**TASK OBJECTIVE**
Which of the lines below hold "TypeRegistryBuilder"? Please return each one.

RECORDS FOR THE TASK START

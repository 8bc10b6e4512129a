mod field;
mod type_descriptor;

pub use field::{FieldDescriptor, FieldList};
pub use type_descriptor::TypeDescriptor;
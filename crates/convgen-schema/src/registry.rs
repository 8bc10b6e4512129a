use crate::{build::TypeRegistryBuilder, node::TypeDescriptor, types::TypeKey};
use std::collections::BTreeMap;

///
/// TypeRegistry
///
/// Validated per-version type tables. Types within a version are keyed by
/// name, so iteration order never depends on registration order.
///

#[derive(Clone, Debug, Default)]
pub struct TypeRegistry {
    versions: BTreeMap<String, BTreeMap<String, TypeDescriptor>>,
}

impl TypeRegistry {
    #[must_use]
    pub fn builder() -> TypeRegistryBuilder {
        TypeRegistryBuilder::new()
    }

    // only reachable through the builder, after validation
    pub(crate) fn from_descriptors(types: Vec<TypeDescriptor>) -> Self {
        let mut versions: BTreeMap<String, BTreeMap<String, TypeDescriptor>> = BTreeMap::new();

        for desc in types {
            versions
                .entry(desc.version().to_string())
                .or_default()
                .insert(desc.name().to_string(), desc);
        }

        Self { versions }
    }

    /// Every version with at least one registered type, sorted.
    pub fn versions(&self) -> impl Iterator<Item = &str> {
        self.versions.keys().map(String::as_str)
    }

    #[must_use]
    pub fn has_version(&self, version: &str) -> bool {
        self.versions.contains_key(version)
    }

    /// Known composites of one version, sorted by name. Empty for an
    /// unknown version.
    pub fn known_types(&self, version: &str) -> impl Iterator<Item = &TypeDescriptor> {
        self.versions
            .get(version)
            .into_iter()
            .flat_map(BTreeMap::values)
    }

    #[must_use]
    pub fn get(&self, key: &TypeKey) -> Option<&TypeDescriptor> {
        self.lookup(&key.version, &key.name)
    }

    #[must_use]
    pub fn lookup(&self, version: &str, name: &str) -> Option<&TypeDescriptor> {
        self.versions.get(version)?.get(name)
    }

    #[must_use]
    pub fn contains(&self, key: &TypeKey) -> bool {
        self.get(key).is_some()
    }

    /// Total number of registered types across all versions.
    #[must_use]
    pub fn len(&self) -> usize {
        self.versions.values().map(BTreeMap::len).sum()
    }

    #[must_use]
    pub fn is_empty(&self) -> bool {
        self.versions.is_empty()
    }
}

RECORDS FOR THE TASK END

**THE ANSWER**
use crate::{build::TypeRegistryBuilder, node::TypeDescriptor, types::TypeKey};
    pub fn builder() -> TypeRegistryBuilder {
        TypeRegistryBuilder::new()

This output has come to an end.